(Saved data entries)
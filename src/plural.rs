//! Plural (numerus) form selection.
//!
//! A numerus message stores one translation per grammatical plural category of the target
//! language. [`PluralRule::index`] maps a cardinal count to the position of the matching form.
//! Every rule is total: any `u64` yields an index below [`PluralRule::category_count`].

use std::collections::HashMap;

use crate::catalog::language::{
    normalize_language_code,
    primary_subtag,
};

/// Built-in plural rules, one per language family.
#[derive(Debug, Clone, Copy, PartialEq, Eq, Hash)]
pub enum PluralRule {
    /// No plural distinction (Chinese, Japanese, Korean, Turkish, ...).
    OneForm,
    /// `one` for 1, `other` for everything else.
    English,
    /// `one` for 0 and 1.
    French,
    /// `one` ending in 1 except 11, `other` non-zero, `zero`.
    Latvian,
    /// `one`, `two`, `other`.
    Irish,
    /// `one`, `few` for 0 and numbers ending in 01-19, `other`.
    Romanian,
    /// `one`, `few`, `other`, distinguished by the last two digits.
    Lithuanian,
    /// Russian, Ukrainian, Belarusian, Serbian, Croatian, Bosnian: `one`, `few`, `many`.
    Slavic,
    /// Czech and Slovak: `one`, `few` for 2-4, `other`.
    Czech,
    /// `one` only for 1, `few` ending in 2-4 except 12-14, `many`.
    Polish,
    /// `one`, `two`, `few`, `other` by the last two digits.
    Slovenian,
    /// `one` ending in 1, `two` ending in 2, `other`.
    Macedonian,
    /// `one`, `few`, `many`, `other`.
    Maltese,
    /// `zero`, `one`, `two`, `few`, `many`, `other`.
    Arabic,
    /// `one`, `two`, `few` for 8 and 11, `other`.
    Welsh,
    /// `one` ending in 1 except 11, `other`.
    Icelandic,
}

impl PluralRule {
    /// Number of plural forms a catalog for this rule carries.
    #[must_use]
    pub const fn category_count(self) -> usize {
        self.category_names().len()
    }

    /// CLDR-style category names in form order.
    #[must_use]
    pub const fn category_names(self) -> &'static [&'static str] {
        match self {
            Self::OneForm => &["other"],
            Self::English | Self::French | Self::Icelandic => &["one", "other"],
            Self::Latvian => &["one", "other", "zero"],
            Self::Irish | Self::Macedonian => &["one", "two", "other"],
            Self::Romanian | Self::Lithuanian | Self::Czech => &["one", "few", "other"],
            Self::Slavic | Self::Polish => &["one", "few", "many"],
            Self::Slovenian | Self::Welsh => &["one", "two", "few", "other"],
            Self::Maltese => &["one", "few", "many", "other"],
            Self::Arabic => &["zero", "one", "two", "few", "many", "other"],
        }
    }

    /// Index of the plural form to use for `n`.
    #[must_use]
    pub const fn index(self, n: u64) -> usize {
        let mod10 = n % 10;
        let mod100 = n % 100;
        // "ends in 2-4, but not in 12-14"
        let few_slavic = mod10 >= 2 && mod10 <= 4 && (mod100 < 10 || mod100 >= 20);

        match self {
            Self::OneForm => 0,
            Self::English => usize_from(n != 1),
            Self::French => usize_from(n > 1),
            Self::Icelandic => usize_from(!(mod10 == 1 && mod100 != 11)),
            Self::Latvian => {
                if mod10 == 1 && mod100 != 11 {
                    0
                } else if n != 0 {
                    1
                } else {
                    2
                }
            }
            Self::Irish => match n {
                1 => 0,
                2 => 1,
                _ => 2,
            },
            Self::Macedonian => match mod10 {
                1 => 0,
                2 => 1,
                _ => 2,
            },
            Self::Romanian => {
                if n == 1 {
                    0
                } else if n == 0 || (mod100 >= 1 && mod100 <= 19) {
                    1
                } else {
                    2
                }
            }
            Self::Lithuanian => {
                if mod10 == 1 && mod100 != 11 {
                    0
                } else if mod10 >= 2 && (mod100 < 10 || mod100 >= 20) {
                    1
                } else {
                    2
                }
            }
            Self::Slavic => {
                if mod10 == 1 && mod100 != 11 {
                    0
                } else if few_slavic {
                    1
                } else {
                    2
                }
            }
            Self::Czech => match n {
                1 => 0,
                2..=4 => 1,
                _ => 2,
            },
            Self::Polish => {
                if n == 1 {
                    0
                } else if few_slavic {
                    1
                } else {
                    2
                }
            }
            Self::Slovenian => match mod100 {
                1 => 0,
                2 => 1,
                3 | 4 => 2,
                _ => 3,
            },
            Self::Maltese => {
                if n == 1 {
                    0
                } else if n == 0 || (mod100 >= 2 && mod100 <= 10) {
                    1
                } else if mod100 >= 11 && mod100 <= 19 {
                    2
                } else {
                    3
                }
            }
            Self::Arabic => match n {
                0 => 0,
                1 => 1,
                2 => 2,
                _ if mod100 >= 3 && mod100 <= 10 => 3,
                _ if mod100 >= 11 => 4,
                _ => 5,
            },
            Self::Welsh => match n {
                1 => 0,
                2 => 1,
                8 | 11 => 2,
                _ => 3,
            },
        }
    }

    /// Built-in rule for a language identifier, if the language is known.
    ///
    /// Full tags are checked before the primary subtag, so `pt_BR` can differ from `pt`.
    #[must_use]
    pub fn for_language(language: &str) -> Option<Self> {
        let normalized = normalize_language_code(language);
        if let Some(rule) = Self::for_tag(&normalized) {
            return Some(rule);
        }
        Self::for_tag(&primary_subtag(&normalized))
    }

    /// Lookup of a single normalized tag.
    fn for_tag(tag: &str) -> Option<Self> {
        let rule = match tag {
            "bo" | "dz" | "fa" | "hu" | "id" | "ja" | "jv" | "ka" | "km" | "ko" | "lo" | "ms"
            | "my" | "su" | "th" | "tr" | "tt" | "ug" | "vi" | "yo" | "zh" => Self::OneForm,
            "af" | "bg" | "ca" | "da" | "de" | "el" | "en" | "eo" | "es" | "et" | "eu" | "fi"
            | "fo" | "fy" | "gl" | "gu" | "he" | "it" | "kk" | "kn" | "ky" | "lb" | "ml" | "mn"
            | "mr" | "nb" | "ne" | "nl" | "nn" | "no" | "pa" | "ps" | "pt" | "sq" | "sv" | "sw"
            | "ta" | "te" | "ur" | "uz" | "zu" => Self::English,
            "ak" | "am" | "bn" | "fil" | "fr" | "hi" | "ln" | "oc" | "pt_br" | "ti" | "tl"
            | "wa" => Self::French,
            "lv" => Self::Latvian,
            "ga" => Self::Irish,
            "mo" | "ro" => Self::Romanian,
            "lt" => Self::Lithuanian,
            "be" | "bs" | "hr" | "ru" | "sh" | "sr" | "uk" => Self::Slavic,
            "cs" | "sk" => Self::Czech,
            "pl" => Self::Polish,
            "sl" => Self::Slovenian,
            "mk" => Self::Macedonian,
            "mt" => Self::Maltese,
            "ar" => Self::Arabic,
            "cy" => Self::Welsh,
            "is" => Self::Icelandic,
            _ => return None,
        };
        Some(rule)
    }
}

/// `false` → 0, `true` → 1.
const fn usize_from(value: bool) -> usize {
    if value { 1 } else { 0 }
}

/// Language → rule table: the built-in rules plus caller overrides.
#[derive(Debug, Clone, Default)]
pub struct PluralRules {
    /// Overrides keyed by normalized language code (`pt_br`, `pl`)
    overrides: HashMap<String, PluralRule>,
}

impl PluralRules {
    /// Table with only the built-in rules.
    #[must_use]
    pub fn builtin() -> Self {
        Self::default()
    }

    /// Adds or replaces the rule used for `language`.
    ///
    /// A bare primary subtag (`pt`) applies to all its regional variants unless a more
    /// specific override (`pt_BR`) exists.
    #[must_use]
    pub fn with_rule(mut self, language: &str, rule: PluralRule) -> Self {
        self.overrides.insert(normalize_language_code(language), rule);
        self
    }

    /// Rule for a language. Unknown languages use the English rule.
    #[must_use]
    pub fn rule_for(&self, language: &str) -> PluralRule {
        let normalized = normalize_language_code(language);
        let primary = primary_subtag(&normalized);

        self.overrides
            .get(&normalized)
            .or_else(|| self.overrides.get(&primary))
            .copied()
            .or_else(|| PluralRule::for_language(&normalized))
            .unwrap_or_else(|| {
                tracing::trace!(language, "No plural rule for language, using English rule");
                PluralRule::English
            })
    }

    /// Index of the plural form for `n` in `language`.
    #[must_use]
    pub fn select(&self, language: &str, n: u64) -> usize {
        self.rule_for(language).index(n)
    }
}

/// Index of the plural form for `n` using the built-in rules.
#[must_use]
pub fn select(language: &str, n: u64) -> usize {
    PluralRule::for_language(language).unwrap_or(PluralRule::English).index(n)
}
//! Entry point of the `ts-catalog` command line tool.

mod cli;

use std::io::Write;
use std::path::Path;
use std::process::ExitCode;

use clap::Parser;
use tracing_appender::non_blocking::WorkerGuard;
use tracing_subscriber::EnvFilter;

use crate::cli::Cli;

/// Installs the tracing subscriber.
///
/// Filtering follows `RUST_LOG` (default `warn`). Logs go to stderr, or to `log_file` when
/// given; the returned guard flushes the file on drop.
fn init_logging(log_file: Option<&Path>) -> Option<WorkerGuard> {
    let env_filter = EnvFilter::try_from_default_env().unwrap_or_else(|_| EnvFilter::new("warn"));

    let file_appender = log_file.and_then(|path| {
        let file_name = path.file_name()?;
        let directory = path.parent().filter(|dir| !dir.as_os_str().is_empty());
        Some(tracing_appender::rolling::never(directory.unwrap_or(Path::new(".")), file_name))
    });

    match file_appender {
        Some(appender) => {
            let (writer, guard) = tracing_appender::non_blocking(appender);
            tracing_subscriber::fmt()
                .with_env_filter(env_filter)
                .with_writer(writer)
                .with_ansi(false)
                .init();
            Some(guard)
        }
        None => {
            tracing_subscriber::fmt()
                .with_env_filter(env_filter)
                .with_writer(std::io::stderr)
                .init();
            None
        }
    }
}

#[tokio::main]
async fn main() -> ExitCode {
    let cli = Cli::parse();
    let _guard = init_logging(cli.log_file.as_deref());

    match cli::run(cli).await {
        Ok(code) => code,
        Err(error) => {
            tracing::error!("{error}");
            let _ = writeln!(std::io::stderr().lock(), "error: {error}");
            ExitCode::from(2)
        }
    }
}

:: What needs to be done ::
Each line above that contains the word "French" should be copied.

:: Finished task ::
    French,
            Self::English | Self::French | Self::Icelandic => &["one", "other"],
            Self::French => usize_from(n > 1),
            | "wa" => Self::French,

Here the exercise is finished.